→ **PROBLEM TO SOLVE**
The entries below should be transcribed in their entirety, exactly as written.

[Data entries]

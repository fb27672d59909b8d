use std::cell::RefCell;
use std::rc::{Rc, Weak};

use serde::{Deserialize, Serialize};

use crate::tabs::TabBarItem;

use super::surface::{Surface, SurfaceRef};

/// How a secondary stack is shown over its host.
#[derive(Debug, Clone, Copy, PartialEq, Eq, Serialize, Deserialize)]
#[serde(rename_all = "snake_case")]
pub enum ModalStyle {
    /// Partial sheet anchored at a surface; a swipe closes it.
    Popover,
    /// Covers the host entirely; only an explicit dismiss closes it.
    FullScreenCover,
}

impl ModalStyle {
    pub fn dismissible_by_gesture(self) -> bool {
        matches!(self, ModalStyle::Popover)
    }
}

/// A stack currently shown modally over another one.
#[derive(Clone)]
pub struct Presentation {
    pub stack: Rc<NavigationStack>,
    pub style: ModalStyle,
    pub anchor: Weak<dyn Surface>,
}

impl std::fmt::Debug for Presentation {
    fn fmt(&self, f: &mut std::fmt::Formatter<'_>) -> std::fmt::Result {
        f.debug_struct("Presentation")
            .field("stack", &self.stack.label())
            .field("style", &self.style)
            .field("anchored", &(self.anchor.strong_count() > 0))
            .finish()
    }
}

#[derive(Clone)]
struct StackEntry {
    surface: SurfaceRef,
    hides_tab_bar: bool,
}

/// Ordered stack of surfaces with at most one modal presentation on top.
///
/// The root entry is never popped; `pop_to_root` and `set_surfaces` are the
/// only ways to replace it.
pub struct NavigationStack {
    label: String,
    entries: RefCell<Vec<StackEntry>>,
    presented: RefCell<Option<Presentation>>,
    tab_item: RefCell<Option<TabBarItem>>,
}

impl NavigationStack {
    pub fn new(label: impl Into<String>) -> Self {
        Self {
            label: label.into(),
            entries: RefCell::new(Vec::new()),
            presented: RefCell::new(None),
            tab_item: RefCell::new(None),
        }
    }

    pub fn label(&self) -> &str {
        &self.label
    }

    pub fn push(&self, surface: SurfaceRef, hides_tab_bar: bool) {
        self.entries.borrow_mut().push(StackEntry {
            surface,
            hides_tab_bar,
        });
    }

    /// Pops the top surface, keeping the root in place.
    pub fn pop(&self) -> Option<SurfaceRef> {
        let mut entries = self.entries.borrow_mut();
        if entries.len() <= 1 {
            return None;
        }
        entries.pop().map(|entry| entry.surface)
    }

    /// Pops everything above the root and returns it, top first.
    pub fn pop_to_root(&self) -> Vec<SurfaceRef> {
        let popped: Vec<StackEntry> = {
            let mut entries = self.entries.borrow_mut();
            if entries.len() <= 1 {
                return Vec::new();
            }
            entries.drain(1..).collect()
        };
        popped.into_iter().rev().map(|entry| entry.surface).collect()
    }

    /// Replaces the whole stack. Entries start with the tab bar visible.
    pub fn set_surfaces(&self, surfaces: Vec<SurfaceRef>) {
        let replaced: Vec<StackEntry> = surfaces
            .into_iter()
            .map(|surface| StackEntry {
                surface,
                hides_tab_bar: false,
            })
            .collect();
        let previous = self.entries.replace(replaced);
        drop(previous);
    }

    pub fn top(&self) -> Option<SurfaceRef> {
        self.entries
            .borrow()
            .last()
            .map(|entry| Rc::clone(&entry.surface))
    }

    pub fn root(&self) -> Option<SurfaceRef> {
        self.entries
            .borrow()
            .first()
            .map(|entry| Rc::clone(&entry.surface))
    }

    pub fn depth(&self) -> usize {
        self.entries.borrow().len()
    }

    pub fn is_empty(&self) -> bool {
        self.entries.borrow().is_empty()
    }

    pub fn titles(&self) -> Vec<String> {
        self.entries
            .borrow()
            .iter()
            .map(|entry| entry.surface.title().to_string())
            .collect()
    }

    /// Whether the tab bar is hidden while the top surface is showing.
    pub fn tab_bar_hidden(&self) -> bool {
        self.entries
            .borrow()
            .last()
            .is_some_and(|entry| entry.hides_tab_bar)
    }

    pub fn hides_tab_bar_at(&self, index: usize) -> Option<bool> {
        self.entries
            .borrow()
            .get(index)
            .map(|entry| entry.hides_tab_bar)
    }

    /// Shows `presentation` over this stack, returning whatever it replaced.
    pub fn present(&self, presentation: Presentation) -> Option<Presentation> {
        self.presented.replace(Some(presentation))
    }

    pub fn presented(&self) -> Option<Presentation> {
        self.presented.borrow().clone()
    }

    pub fn is_presenting(&self) -> bool {
        self.presented.borrow().is_some()
    }

    pub fn dismiss_presented(&self) -> Option<Presentation> {
        self.presented.borrow_mut().take()
    }

    /// Swipe-down on the presented stack. Full-screen covers ignore it.
    pub fn dismiss_by_gesture(&self) -> bool {
        let dismissible = self
            .presented
            .borrow()
            .as_ref()
            .is_some_and(|presentation| presentation.style.dismissible_by_gesture());
        if dismissible {
            let dismissed = self.dismiss_presented();
            drop(dismissed);
        }
        dismissible
    }

    pub fn tab_item(&self) -> Option<TabBarItem> {
        self.tab_item.borrow().clone()
    }

    pub fn set_tab_item(&self, item: TabBarItem) {
        *self.tab_item.borrow_mut() = Some(item);
    }
}

impl Surface for NavigationStack {
    fn title(&self) -> &str {
        &self.label
    }
}

impl std::fmt::Debug for NavigationStack {
    fn fmt(&self, f: &mut std::fmt::Formatter<'_>) -> std::fmt::Result {
        f.debug_struct("NavigationStack")
            .field("label", &self.label)
            .field("titles", &self.titles())
            .field("presenting", &self.is_presenting())
            .finish()
    }
}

→ **ANSWER SPACE**
repository fb27672d59909b8d
use std::cell::RefCell;
use std::rc::{Rc, Weak};

use serde::{Deserialize, Serialize};

use crate::tabs::TabBarItem;

use super::surface::{Surface, SurfaceRef};

/// How a secondary stack is shown over its host.
#[derive(Debug, Clone, Copy, PartialEq, Eq, Serialize, Deserialize)]
#[serde(rename_all = "snake_case")]
pub enum ModalStyle {
    /// Partial sheet anchored at a surface; a swipe closes it.
    Popover,
    /// Covers the host entirely; only an explicit dismiss closes it.
    FullScreenCover,
}

impl ModalStyle {
    pub fn dismissible_by_gesture(self) -> bool {
        matches!(self, ModalStyle::Popover)
    }
}

/// A stack currently shown modally over another one.
#[derive(Clone)]
pub struct Presentation {
    pub stack: Rc<NavigationStack>,
    pub style: ModalStyle,
    pub anchor: Weak<dyn Surface>,
}

impl std::fmt::Debug for Presentation {
    fn fmt(&self, f: &mut std::fmt::Formatter<'_>) -> std::fmt::Result {
        f.debug_struct("Presentation")
            .field("stack", &self.stack.label())
            .field("style", &self.style)
            .field("anchored", &(self.anchor.strong_count() > 0))
            .finish()
    }
}

#[derive(Clone)]
struct StackEntry {
    surface: SurfaceRef,
    hides_tab_bar: bool,
}

/// Ordered stack of surfaces with at most one modal presentation on top.
///
/// The root entry is never popped; `pop_to_root` and `set_surfaces` are the
/// only ways to replace it.
pub struct NavigationStack {
    label: String,
    entries: RefCell<Vec<StackEntry>>,
    presented: RefCell<Option<Presentation>>,
    tab_item: RefCell<Option<TabBarItem>>,
}

impl NavigationStack {
    pub fn new(label: impl Into<String>) -> Self {
        Self {
            label: label.into(),
            entries: RefCell::new(Vec::new()),
            presented: RefCell::new(None),
            tab_item: RefCell::new(None),
        }
    }

    pub fn label(&self) -> &str {
        &self.label
    }

    pub fn push(&self, surface: SurfaceRef, hides_tab_bar: bool) {
        self.entries.borrow_mut().push(StackEntry {
            surface,
            hides_tab_bar,
        });
    }

    /// Pops the top surface, keeping the root in place.
    pub fn pop(&self) -> Option<SurfaceRef> {
        let mut entries = self.entries.borrow_mut();
        if entries.len() <= 1 {
            return None;
        }
        entries.pop().map(|entry| entry.surface)
    }

    /// Pops everything above the root and returns it, top first.
    pub fn pop_to_root(&self) -> Vec<SurfaceRef> {
        let popped: Vec<StackEntry> = {
            let mut entries = self.entries.borrow_mut();
            if entries.len() <= 1 {
                return Vec::new();
            }
            entries.drain(1..).collect()
        };
        popped.into_iter().rev().map(|entry| entry.surface).collect()
    }

    /// Replaces the whole stack. Entries start with the tab bar visible.
    pub fn set_surfaces(&self, surfaces: Vec<SurfaceRef>) {
        let replaced: Vec<StackEntry> = surfaces
            .into_iter()
            .map(|surface| StackEntry {
                surface,
                hides_tab_bar: false,
            })
            .collect();
        let previous = self.entries.replace(replaced);
        drop(previous);
    }

    pub fn top(&self) -> Option<SurfaceRef> {
        self.entries
            .borrow()
            .last()
            .map(|entry| Rc::clone(&entry.surface))
    }

    pub fn root(&self) -> Option<SurfaceRef> {
        self.entries
            .borrow()
            .first()
            .map(|entry| Rc::clone(&entry.surface))
    }

    pub fn depth(&self) -> usize {
        self.entries.borrow().len()
    }

    pub fn is_empty(&self) -> bool {
        self.entries.borrow().is_empty()
    }

    pub fn titles(&self) -> Vec<String> {
        self.entries
            .borrow()
            .iter()
            .map(|entry| entry.surface.title().to_string())
            .collect()
    }

    /// Whether the tab bar is hidden while the top surface is showing.
    pub fn tab_bar_hidden(&self) -> bool {
        self.entries
            .borrow()
            .last()
            .is_some_and(|entry| entry.hides_tab_bar)
    }

    pub fn hides_tab_bar_at(&self, index: usize) -> Option<bool> {
        self.entries
            .borrow()
            .get(index)
            .map(|entry| entry.hides_tab_bar)
    }

    /// Shows `presentation` over this stack, returning whatever it replaced.
    pub fn present(&self, presentation: Presentation) -> Option<Presentation> {
        self.presented.replace(Some(presentation))
    }

    pub fn presented(&self) -> Option<Presentation> {
        self.presented.borrow().clone()
    }

    pub fn is_presenting(&self) -> bool {
        self.presented.borrow().is_some()
    }

    pub fn dismiss_presented(&self) -> Option<Presentation> {
        self.presented.borrow_mut().take()
    }

    /// Swipe-down on the presented stack. Full-screen covers ignore it.
    pub fn dismiss_by_gesture(&self) -> bool {
        let dismissible = self
            .presented
            .borrow()
            .as_ref()
            .is_some_and(|presentation| presentation.style.dismissible_by_gesture());
        if dismissible {
            let dismissed = self.dismiss_presented();
            drop(dismissed);
        }
        dismissible
    }

    pub fn tab_item(&self) -> Option<TabBarItem> {
        self.tab_item.borrow().clone()
    }

    pub fn set_tab_item(&self, item: TabBarItem) {
        *self.tab_item.borrow_mut() = Some(item);
    }
}

impl Surface for NavigationStack {
    fn title(&self) -> &str {
        &self.label
    }
}

impl std::fmt::Debug for NavigationStack {
    fn fmt(&self, f: &mut std::fmt::Formatter<'_>) -> std::fmt::Result {
        f.debug_struct("NavigationStack")
            .field("label", &self.label)
            .field("titles", &self.titles())
            .field("presenting", &self.is_presenting())
            .finish()
    }
}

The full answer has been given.